En trois ans, la France a doublé son parc d’abonnés haut débit, grâce au développement d’offres ADSL concurrentielles. Mais paradoxe : à l’heure où la France passe à la vitesse supérieure avec le déploiement de réseaux d’accès en fibre optique, la moitié de la population française n’accède pas encore à l’Internet. Pire, la dynamique de croissance du marché de l’ADSL semble s’essouffler. Signe de l’arrivée à maturité du marché ou mise en lumière de freins persistants à l’adoption de l’Internet haut débit en France ?
Evolution du taux d'équipement en ordinateurs, dynamique des recrutements de nouveaux abonnés des FAI et interview de Bernard Benhamou, Délégué aux usages de l'Internet : le JDN a mené l'enquête.
Fin 2004, la France comptait quelque 6,5 millions d'abonnements à l'Internet haut débit. Trois ans plus tard, ce parc a plus que doublé pour atteindre 15,5 millions d'abonnements, dont 14,8 millions de lignes ADSL. La moitié de ce parc ADSL est constitué de lignes dégroupées. Le parc d'accès dégroupés a en effet atteint 7,5 millions au 31 décembre 2007, dont les deux tiers sans abonnements à un service téléphonique classique (dégroupage total).

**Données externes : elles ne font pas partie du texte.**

// SPDX-License-Identifier: MPL-2.0
//! Access decisions for gated content.
//!
//! A [`Gate`] carries an optional role requirement and an optional
//! permission requirement. Evaluating it against an [`Authorizer`] yields
//! an [`Access`] that tells the caller whether to render the gated content
//! or its fallback. Every invalid input resolves to a denial.

use super::role::Role;
use super::session::Authorizer;
use std::fmt;

/// Role requirement of a gate.
#[derive(Debug, Clone, PartialEq, Eq)]
pub enum RoleRequirement {
    /// The caller must be at least as privileged as this role.
    AtLeast(Role),
    /// The requirement named a role that does not exist. Nobody passes.
    Unrecognized(String),
}

/// Why a gate refused access.
#[derive(Debug, Clone, PartialEq, Eq)]
pub enum Denial {
    /// The caller's role is missing or not a known role.
    UnrecognizedRole,
    /// The gate itself names an unknown role.
    UnrecognizedRequirement(String),
    /// The caller's role ranks below the required one.
    InsufficientRole { current: Role, required: Role },
    /// The required capability is not granted.
    MissingPermission(String),
}

impl Denial {
    /// i18n key of the user-facing explanation.
    #[must_use]
    pub fn i18n_key(&self) -> &'static str {
        match self {
            Denial::UnrecognizedRole => "access-denied-unknown-role",
            Denial::UnrecognizedRequirement(_) => "access-denied-invalid-requirement",
            Denial::InsufficientRole { .. } => "access-denied-insufficient-role",
            Denial::MissingPermission(_) => "access-denied-missing-permission",
        }
    }

    /// Short machine-readable label used in diagnostics.
    #[must_use]
    pub fn label(&self) -> &'static str {
        match self {
            Denial::UnrecognizedRole => "unrecognized_role",
            Denial::UnrecognizedRequirement(_) => "unrecognized_requirement",
            Denial::InsufficientRole { .. } => "insufficient_role",
            Denial::MissingPermission(_) => "missing_permission",
        }
    }
}

impl fmt::Display for Denial {
    fn fmt(&self, f: &mut fmt::Formatter<'_>) -> fmt::Result {
        match self {
            Denial::UnrecognizedRole => write!(f, "current role is not recognized"),
            Denial::UnrecognizedRequirement(name) => {
                write!(f, "required role {:?} is not recognized", name)
            }
            Denial::InsufficientRole { current, required } => {
                write!(f, "role {} does not satisfy required role {}", current, required)
            }
            Denial::MissingPermission(key) => write!(f, "permission {:?} is not granted", key),
        }
    }
}

/// Outcome of evaluating a gate.
#[derive(Debug, Clone, PartialEq, Eq)]
pub enum Access {
    Granted,
    Denied(Denial),
}

impl Access {
    #[must_use]
    pub fn is_granted(&self) -> bool {
        matches!(self, Access::Granted)
    }

    #[must_use]
    pub fn denial(&self) -> Option<&Denial> {
        match self {
            Access::Granted => None,
            Access::Denied(denial) => Some(denial),
        }
    }
}

/// Role and permission requirements guarding a piece of UI.
///
/// # Example
///
/// ```
/// use iced_dashboard::access::{Gate, Permissions, Role, Session};
///
/// let session = Session::with_role(Role::Manager, Permissions::new().with("reports.export"));
///
/// let gate = Gate::new()
///     .require_role(Role::Manager)
///     .require_permission("reports.export");
/// assert!(gate.evaluate(&session).is_granted());
///
/// let admin_only = Gate::new().require_role(Role::Admin);
/// assert!(!admin_only.evaluate(&session).is_granted());
/// ```
#[derive(Debug, Clone, Default, PartialEq, Eq)]
pub struct Gate {
    role: Option<RoleRequirement>,
    permission: Option<String>,
}

impl Gate {
    /// A gate with no requirements. It still refuses unrecognized roles.
    #[must_use]
    pub fn new() -> Self {
        Self::default()
    }

    #[must_use]
    pub fn require_role(mut self, role: Role) -> Self {
        self.role = Some(RoleRequirement::AtLeast(role));
        self
    }

    /// Requires a role given by name. Unknown names make the gate deny everyone.
    #[must_use]
    pub fn require_role_named(mut self, name: &str) -> Self {
        self.role = Some(match name.parse() {
            Ok(role) => RoleRequirement::AtLeast(role),
            Err(_) => RoleRequirement::Unrecognized(name.to_string()),
        });
        self
    }

    #[must_use]
    pub fn require_permission(mut self, key: impl Into<String>) -> Self {
        self.permission = Some(key.into());
        self
    }

    #[must_use]
    pub fn role_requirement(&self) -> Option<&RoleRequirement> {
        self.role.as_ref()
    }

    #[must_use]
    pub fn required_role(&self) -> Option<Role> {
        match self.role {
            Some(RoleRequirement::AtLeast(role)) => Some(role),
            _ => None,
        }
    }

    #[must_use]
    pub fn permission_requirement(&self) -> Option<&str> {
        self.permission.as_deref()
    }

    /// Decides whether the caller described by `auth` may see the gated content.
    ///
    /// The role check runs first; a failing permission check denies access
    /// regardless of the role outcome. The permission oracle is not consulted
    /// when the gate has no permission requirement.
    pub fn evaluate<A: Authorizer + ?Sized>(&self, auth: &A) -> Access {
        let Some(current) = auth.role() else {
            return Access::Denied(Denial::UnrecognizedRole);
        };

        match &self.role {
            Some(RoleRequirement::Unrecognized(name)) => {
                return Access::Denied(Denial::UnrecognizedRequirement(name.clone()));
            }
            Some(RoleRequirement::AtLeast(required)) if !current.satisfies(*required) => {
                return Access::Denied(Denial::InsufficientRole {
                    current,
                    required: *required,
                });
            }
            _ => {}
        }

        if let Some(key) = &self.permission {
            if !auth.has_permission(key) {
                return Access::Denied(Denial::MissingPermission(key.clone()));
            }
        }

        Access::Granted
    }
}
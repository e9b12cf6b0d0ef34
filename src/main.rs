// SPDX-License-Identifier: MPL-2.0
use iced_dashboard::app::{self, Flags};
use iced_dashboard::config;

fn main() -> iced::Result {
    let mut args = pico_args::Arguments::from_env();

    let lang = args.opt_value_from_str("--lang").unwrap_or_else(|err| {
        eprintln!("Invalid --lang value: {err}");
        None
    });
    let role = args.opt_value_from_str("--role").unwrap_or_else(|err| {
        eprintln!("Invalid --role value: {err}");
        None
    });
    let config_dir: Option<String> = args.opt_value_from_str("--config-dir").unwrap_or_else(|err| {
        eprintln!("Invalid --config-dir value: {err}");
        None
    });

    config::init_cli_override(config_dir);

    app::run(Flags { lang, role })
}
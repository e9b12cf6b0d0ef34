// SPDX-License-Identifier: MPL-2.0
//! Diagnostic event types.
//!
//! Events record access decisions and toast lifecycle transitions so a
//! session can be reconstructed after the fact.

use chrono::{DateTime, Utc};
use serde::{Deserialize, Serialize};

/// What happened.
#[derive(Debug, Clone, Serialize, Deserialize, PartialEq, Eq)]
#[serde(tag = "type", rename_all = "snake_case")]
pub enum DiagnosticEventKind {
    /// A gate refused access.
    AccessDenied {
        /// Name of the gated area.
        gate: String,
        /// Machine-readable denial label.
        reason: String,
    },

    /// The session switched to another role.
    RoleChanged { role: String },

    /// A toast was added to the collection.
    ToastShown { id: u64, kind: String },

    /// A toast was closed by the user before its timer ran out.
    ToastDismissed { id: u64 },

    /// A toast's display duration elapsed.
    ToastExpired { id: u64 },

    /// A toast left the collection.
    ToastRemoved { id: u64 },

    /// A non-fatal problem (e.g. unreadable config).
    Warning { message: String },
}

/// A timestamped diagnostic event.
#[derive(Debug, Clone, Serialize, Deserialize, PartialEq, Eq)]
pub struct DiagnosticEvent {
    pub timestamp: DateTime<Utc>,
    #[serde(flatten)]
    pub kind: DiagnosticEventKind,
}

impl DiagnosticEvent {
    /// Creates an event stamped with the current time.
    #[must_use]
    pub fn new(kind: DiagnosticEventKind) -> Self {
        Self {
            timestamp: Utc::now(),
            kind,
        }
    }
}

C'est en effet le développement d'offres concurrentielles des opérateurs alternatifs sur le réseau de collecte de France Télécom, autrement dit le dégroupage de la boucle locale de cuivre, qui a permis à la France de rattraper rapidement son retard sur ses voisins européens en matière d'accès à l'Internet haut débit. Au 31 décembre 2007, 2.956 répartiteurs de France Télécom étaient ainsi raccordés par les opérateurs alternatifs, couvrant 68 % de la population.